YOUR GOAL
Your answer should hold each line of the material that contains the word "FontStackProbe".
######
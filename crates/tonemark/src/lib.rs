#![forbid(unsafe_code)]

//! `tonemark` rewrites numbered tone annotations in pronunciation-lookup links into precomposed
//! Unicode (`hao3` → `hǎo`, `sin<sup>1</sup>` → `sin¹`), gated on what the display font can render.
//!
//! # Features
//!
//! - `fonts`: probe capabilities against real font files (`tonemark::fonts`)

pub use tonemark_core::*;

#[cfg(feature = "fonts")]
pub mod fonts {
    pub use tonemark_fonts::{
        Error as FontError, FontSource, FontStackProbe, ProbeSettings, normalize_family,
        parse_font_family_list,
    };

    use tonemark_core::{DocumentRewrite, TonemarkConfig};

    #[derive(Debug, thiserror::Error)]
    pub enum HeadlessError {
        #[error(transparent)]
        Core(#[from] tonemark_core::Error),
        #[error(transparent)]
        Fonts(#[from] tonemark_fonts::Error),
    }

    pub type Result<T> = std::result::Result<T, HeadlessError>;

    /// Loads `sources` into a probe configured from `config`.
    pub fn load_probe(sources: &[FontSource], config: &TonemarkConfig) -> Result<FontStackProbe> {
        let mut probe = FontStackProbe::new(ProbeSettings::from_config(config)?);
        for source in sources {
            probe.add_source(source)?;
        }
        Ok(probe)
    }

    /// Probes the configured stack against `sources`, then rewrites `html`.
    pub fn rewrite_html_with_fonts(
        html: &str,
        sources: &[FontSource],
        config: &TonemarkConfig,
    ) -> Result<DocumentRewrite> {
        let probe = load_probe(sources, config)?;
        Ok(tonemark_core::rewrite_document_with_probe(
            html, &probe, config,
        )?)
    }
}
#![forbid(unsafe_code)]

//! Capability-gated tone annotation rewriter (headless).
//!
//! Pronunciation-lookup links often spell tones with numbers: `hao3` for Mandarin, or
//! `sin<sup>1</sup>` for Cantonese. When the font that will display them can render the
//! precomposed forms, this crate rewrites them to `hǎo` and `sin¹`.
//!
//! The pieces are separable:
//! - [`capability`]: probe glyph widths through a [`GlyphWidthProbe`] to decide what is renderable
//! - [`rewrite()`]: a pure pass over a snapshot of links, returning mutations
//! - [`document`]: snapshot and patch `<a>` elements of an HTML string
//! - [`tones`]: the substitution tables and passes on their own

pub mod capability;
pub mod config;
pub mod document;
pub mod error;
pub mod rewrite;
pub mod tones;

pub use capability::{Capabilities, FixedWidthProbe, GlyphWidthProbe, probe_capabilities};
pub use config::{TonemarkConfig, default_site_config};
pub use document::{DocumentRewrite, rewrite_document};
pub use error::{Error, Result};
pub use rewrite::{HrefMarkers, LinkCategory, LinkMutation, LinkSnapshot, RewriteOptions, rewrite};

/// Probes `probe` in the configured font stack, then rewrites `html`.
///
/// This is the whole run-on-load behavior in one call.
pub fn rewrite_document_with_probe(
    html: &str,
    probe: &dyn GlyphWidthProbe,
    config: &TonemarkConfig,
) -> Result<DocumentRewrite> {
    let options = RewriteOptions::from_config(config)?;
    let capabilities = probe_capabilities(probe, &options.font_family);
    Ok(rewrite_document(html, capabilities, &options))
}

#[cfg(test)]
mod tests;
######
PROBLEM SOLUTION
        Error as FontError, FontSource, FontStackProbe, ProbeSettings, normalize_family,
    pub fn load_probe(sources: &[FontSource], config: &TonemarkConfig) -> Result<FontStackProbe> {
        let mut probe = FontStackProbe::new(ProbeSettings::from_config(config)?);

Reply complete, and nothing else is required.